■ Work request
For each line of the data below that contains "layout", return that line.

(Entries taken from a collection)

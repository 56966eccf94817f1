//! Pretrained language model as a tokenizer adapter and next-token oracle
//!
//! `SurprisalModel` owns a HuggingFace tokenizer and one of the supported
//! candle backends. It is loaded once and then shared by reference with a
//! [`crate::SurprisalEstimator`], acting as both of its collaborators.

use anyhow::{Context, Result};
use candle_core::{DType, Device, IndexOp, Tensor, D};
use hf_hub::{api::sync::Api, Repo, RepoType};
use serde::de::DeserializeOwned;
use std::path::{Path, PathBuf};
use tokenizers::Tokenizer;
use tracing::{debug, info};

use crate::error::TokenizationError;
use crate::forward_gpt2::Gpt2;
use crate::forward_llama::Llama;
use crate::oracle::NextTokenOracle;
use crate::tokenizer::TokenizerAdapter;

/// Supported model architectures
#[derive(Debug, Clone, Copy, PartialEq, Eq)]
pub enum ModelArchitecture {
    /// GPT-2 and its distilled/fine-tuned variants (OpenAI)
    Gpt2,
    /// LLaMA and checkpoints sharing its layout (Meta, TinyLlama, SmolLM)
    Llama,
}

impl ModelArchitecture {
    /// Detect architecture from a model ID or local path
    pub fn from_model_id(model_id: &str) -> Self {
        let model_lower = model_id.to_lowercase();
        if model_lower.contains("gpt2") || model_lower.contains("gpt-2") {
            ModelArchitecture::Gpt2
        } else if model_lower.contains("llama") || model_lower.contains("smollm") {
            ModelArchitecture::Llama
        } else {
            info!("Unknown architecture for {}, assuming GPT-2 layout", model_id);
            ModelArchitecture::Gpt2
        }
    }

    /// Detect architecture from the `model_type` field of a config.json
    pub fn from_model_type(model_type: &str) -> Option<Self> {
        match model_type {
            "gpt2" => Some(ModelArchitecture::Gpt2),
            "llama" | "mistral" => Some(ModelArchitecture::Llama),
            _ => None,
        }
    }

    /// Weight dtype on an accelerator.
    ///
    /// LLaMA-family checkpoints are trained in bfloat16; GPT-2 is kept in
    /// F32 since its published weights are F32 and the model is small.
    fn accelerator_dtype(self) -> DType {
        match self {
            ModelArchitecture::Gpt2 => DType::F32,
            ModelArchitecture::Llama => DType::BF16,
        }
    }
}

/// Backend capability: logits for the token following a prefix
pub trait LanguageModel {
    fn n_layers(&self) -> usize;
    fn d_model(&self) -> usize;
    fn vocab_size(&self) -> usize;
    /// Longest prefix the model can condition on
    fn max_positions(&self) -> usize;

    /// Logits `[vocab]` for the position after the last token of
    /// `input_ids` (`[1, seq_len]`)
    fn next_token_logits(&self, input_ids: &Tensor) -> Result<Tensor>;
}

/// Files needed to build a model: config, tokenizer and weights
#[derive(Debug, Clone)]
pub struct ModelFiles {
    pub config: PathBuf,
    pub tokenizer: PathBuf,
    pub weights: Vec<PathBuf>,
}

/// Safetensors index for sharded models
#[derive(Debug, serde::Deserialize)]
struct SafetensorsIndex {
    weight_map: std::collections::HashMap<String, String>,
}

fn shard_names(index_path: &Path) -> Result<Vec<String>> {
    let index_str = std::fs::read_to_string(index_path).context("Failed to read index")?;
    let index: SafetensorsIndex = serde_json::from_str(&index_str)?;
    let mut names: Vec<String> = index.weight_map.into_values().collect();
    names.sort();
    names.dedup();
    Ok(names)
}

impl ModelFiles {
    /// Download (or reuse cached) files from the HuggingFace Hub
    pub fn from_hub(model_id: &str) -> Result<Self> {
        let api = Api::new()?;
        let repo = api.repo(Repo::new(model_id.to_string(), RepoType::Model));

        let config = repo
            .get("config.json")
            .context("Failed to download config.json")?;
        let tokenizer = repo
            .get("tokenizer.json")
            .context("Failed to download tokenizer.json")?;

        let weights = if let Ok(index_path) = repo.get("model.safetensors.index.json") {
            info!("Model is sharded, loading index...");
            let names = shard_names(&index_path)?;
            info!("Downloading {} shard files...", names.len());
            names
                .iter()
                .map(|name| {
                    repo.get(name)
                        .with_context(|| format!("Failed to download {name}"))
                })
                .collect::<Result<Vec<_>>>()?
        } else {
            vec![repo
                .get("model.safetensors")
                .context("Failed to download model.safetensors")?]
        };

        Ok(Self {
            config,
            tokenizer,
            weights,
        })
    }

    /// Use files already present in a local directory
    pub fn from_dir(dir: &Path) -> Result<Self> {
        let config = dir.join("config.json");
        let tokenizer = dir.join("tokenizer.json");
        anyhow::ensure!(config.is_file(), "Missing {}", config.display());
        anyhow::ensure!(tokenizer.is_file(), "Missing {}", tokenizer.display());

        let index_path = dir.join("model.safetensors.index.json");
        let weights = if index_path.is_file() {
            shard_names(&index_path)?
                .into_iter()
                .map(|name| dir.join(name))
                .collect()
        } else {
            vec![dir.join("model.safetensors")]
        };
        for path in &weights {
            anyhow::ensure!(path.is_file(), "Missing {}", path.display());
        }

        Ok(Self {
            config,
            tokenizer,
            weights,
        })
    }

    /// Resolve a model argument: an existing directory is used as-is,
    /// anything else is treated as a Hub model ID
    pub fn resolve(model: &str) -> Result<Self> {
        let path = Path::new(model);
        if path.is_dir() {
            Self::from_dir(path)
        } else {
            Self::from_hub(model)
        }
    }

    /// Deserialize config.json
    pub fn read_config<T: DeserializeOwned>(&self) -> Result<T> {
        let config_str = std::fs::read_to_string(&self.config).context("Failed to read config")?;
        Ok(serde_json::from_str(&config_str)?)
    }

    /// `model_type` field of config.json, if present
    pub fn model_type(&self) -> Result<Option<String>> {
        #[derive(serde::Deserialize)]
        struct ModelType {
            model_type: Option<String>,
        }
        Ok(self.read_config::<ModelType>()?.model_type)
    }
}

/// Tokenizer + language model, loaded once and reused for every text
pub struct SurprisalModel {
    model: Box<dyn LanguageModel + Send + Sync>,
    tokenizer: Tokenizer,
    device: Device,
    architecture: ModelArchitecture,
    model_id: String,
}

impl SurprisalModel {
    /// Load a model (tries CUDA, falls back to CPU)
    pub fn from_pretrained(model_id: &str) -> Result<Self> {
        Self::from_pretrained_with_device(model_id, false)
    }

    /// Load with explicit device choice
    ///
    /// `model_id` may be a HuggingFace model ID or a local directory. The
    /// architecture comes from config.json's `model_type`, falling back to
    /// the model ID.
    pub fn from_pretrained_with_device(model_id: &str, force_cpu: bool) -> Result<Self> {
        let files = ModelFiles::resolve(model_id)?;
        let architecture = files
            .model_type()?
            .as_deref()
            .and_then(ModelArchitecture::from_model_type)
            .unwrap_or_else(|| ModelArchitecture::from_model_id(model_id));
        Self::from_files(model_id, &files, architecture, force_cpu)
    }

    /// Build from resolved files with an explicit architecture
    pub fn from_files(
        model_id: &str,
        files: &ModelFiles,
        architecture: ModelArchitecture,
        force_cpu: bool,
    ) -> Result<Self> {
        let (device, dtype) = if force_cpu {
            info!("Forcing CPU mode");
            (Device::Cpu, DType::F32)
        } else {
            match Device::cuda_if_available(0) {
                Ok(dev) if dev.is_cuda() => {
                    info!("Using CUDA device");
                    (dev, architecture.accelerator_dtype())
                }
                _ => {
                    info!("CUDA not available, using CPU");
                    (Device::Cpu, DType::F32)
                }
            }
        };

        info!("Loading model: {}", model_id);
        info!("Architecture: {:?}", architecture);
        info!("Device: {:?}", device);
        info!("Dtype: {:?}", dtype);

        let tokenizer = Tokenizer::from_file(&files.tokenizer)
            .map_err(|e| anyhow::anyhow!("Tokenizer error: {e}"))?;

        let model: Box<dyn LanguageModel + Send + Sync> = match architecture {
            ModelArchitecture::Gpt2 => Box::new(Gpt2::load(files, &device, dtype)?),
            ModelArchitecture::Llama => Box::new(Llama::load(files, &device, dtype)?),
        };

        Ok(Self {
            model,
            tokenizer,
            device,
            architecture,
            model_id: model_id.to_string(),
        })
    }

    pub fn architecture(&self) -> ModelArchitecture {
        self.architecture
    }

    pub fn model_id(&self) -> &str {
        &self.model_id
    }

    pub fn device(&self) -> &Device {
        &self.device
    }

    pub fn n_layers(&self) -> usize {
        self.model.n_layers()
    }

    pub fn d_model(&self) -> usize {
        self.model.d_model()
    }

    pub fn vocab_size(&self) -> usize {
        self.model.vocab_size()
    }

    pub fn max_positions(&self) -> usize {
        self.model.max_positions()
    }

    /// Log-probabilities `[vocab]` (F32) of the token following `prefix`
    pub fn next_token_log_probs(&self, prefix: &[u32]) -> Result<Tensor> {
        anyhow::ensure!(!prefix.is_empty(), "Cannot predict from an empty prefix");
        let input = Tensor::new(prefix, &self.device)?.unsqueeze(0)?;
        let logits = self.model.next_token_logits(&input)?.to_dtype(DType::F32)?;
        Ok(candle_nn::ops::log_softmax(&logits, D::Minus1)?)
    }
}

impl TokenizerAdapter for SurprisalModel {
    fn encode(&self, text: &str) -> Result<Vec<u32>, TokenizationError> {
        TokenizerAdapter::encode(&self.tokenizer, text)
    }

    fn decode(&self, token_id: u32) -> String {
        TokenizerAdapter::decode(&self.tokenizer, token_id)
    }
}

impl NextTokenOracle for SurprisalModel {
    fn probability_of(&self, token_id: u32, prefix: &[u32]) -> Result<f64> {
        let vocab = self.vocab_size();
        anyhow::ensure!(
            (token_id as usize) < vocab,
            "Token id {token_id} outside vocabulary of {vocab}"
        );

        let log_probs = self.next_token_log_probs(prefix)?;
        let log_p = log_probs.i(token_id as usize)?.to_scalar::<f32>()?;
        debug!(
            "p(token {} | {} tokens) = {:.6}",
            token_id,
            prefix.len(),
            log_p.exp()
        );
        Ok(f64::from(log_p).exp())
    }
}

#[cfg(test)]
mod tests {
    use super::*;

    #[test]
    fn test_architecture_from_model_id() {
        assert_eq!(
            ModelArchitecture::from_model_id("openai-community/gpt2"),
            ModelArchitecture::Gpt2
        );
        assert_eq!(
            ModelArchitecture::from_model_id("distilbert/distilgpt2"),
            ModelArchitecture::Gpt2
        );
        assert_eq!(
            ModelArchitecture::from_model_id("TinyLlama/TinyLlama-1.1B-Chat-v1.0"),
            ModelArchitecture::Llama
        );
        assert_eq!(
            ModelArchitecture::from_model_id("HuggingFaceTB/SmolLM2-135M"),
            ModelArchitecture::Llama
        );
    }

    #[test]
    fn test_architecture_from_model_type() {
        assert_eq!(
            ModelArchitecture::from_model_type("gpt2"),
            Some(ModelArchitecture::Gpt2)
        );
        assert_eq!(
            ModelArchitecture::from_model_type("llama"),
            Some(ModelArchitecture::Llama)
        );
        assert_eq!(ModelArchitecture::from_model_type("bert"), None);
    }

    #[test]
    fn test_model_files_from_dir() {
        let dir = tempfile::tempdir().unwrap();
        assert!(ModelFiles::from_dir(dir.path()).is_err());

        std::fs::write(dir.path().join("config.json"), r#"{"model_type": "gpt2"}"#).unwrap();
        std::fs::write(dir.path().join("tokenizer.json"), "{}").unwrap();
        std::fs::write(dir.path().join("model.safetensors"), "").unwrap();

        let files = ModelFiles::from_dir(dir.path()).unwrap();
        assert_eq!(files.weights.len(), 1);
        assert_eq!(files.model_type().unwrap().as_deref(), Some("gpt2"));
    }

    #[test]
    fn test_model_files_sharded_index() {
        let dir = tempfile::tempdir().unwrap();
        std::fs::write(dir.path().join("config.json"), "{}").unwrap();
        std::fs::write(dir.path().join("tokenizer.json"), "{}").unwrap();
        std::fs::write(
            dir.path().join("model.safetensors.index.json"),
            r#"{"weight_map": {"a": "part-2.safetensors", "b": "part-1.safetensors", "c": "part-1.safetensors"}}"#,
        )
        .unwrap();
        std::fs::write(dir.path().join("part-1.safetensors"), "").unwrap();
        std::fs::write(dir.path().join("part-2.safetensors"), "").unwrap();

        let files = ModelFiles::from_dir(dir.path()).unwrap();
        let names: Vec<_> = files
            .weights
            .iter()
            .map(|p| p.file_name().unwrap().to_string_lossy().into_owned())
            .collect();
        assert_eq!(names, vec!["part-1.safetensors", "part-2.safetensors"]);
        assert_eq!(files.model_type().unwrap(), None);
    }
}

■ Result below
    /// LLaMA and checkpoints sharing its layout (Meta, TinyLlama, SmolLM)
            info!("Unknown architecture for {}, assuming GPT-2 layout", model_id);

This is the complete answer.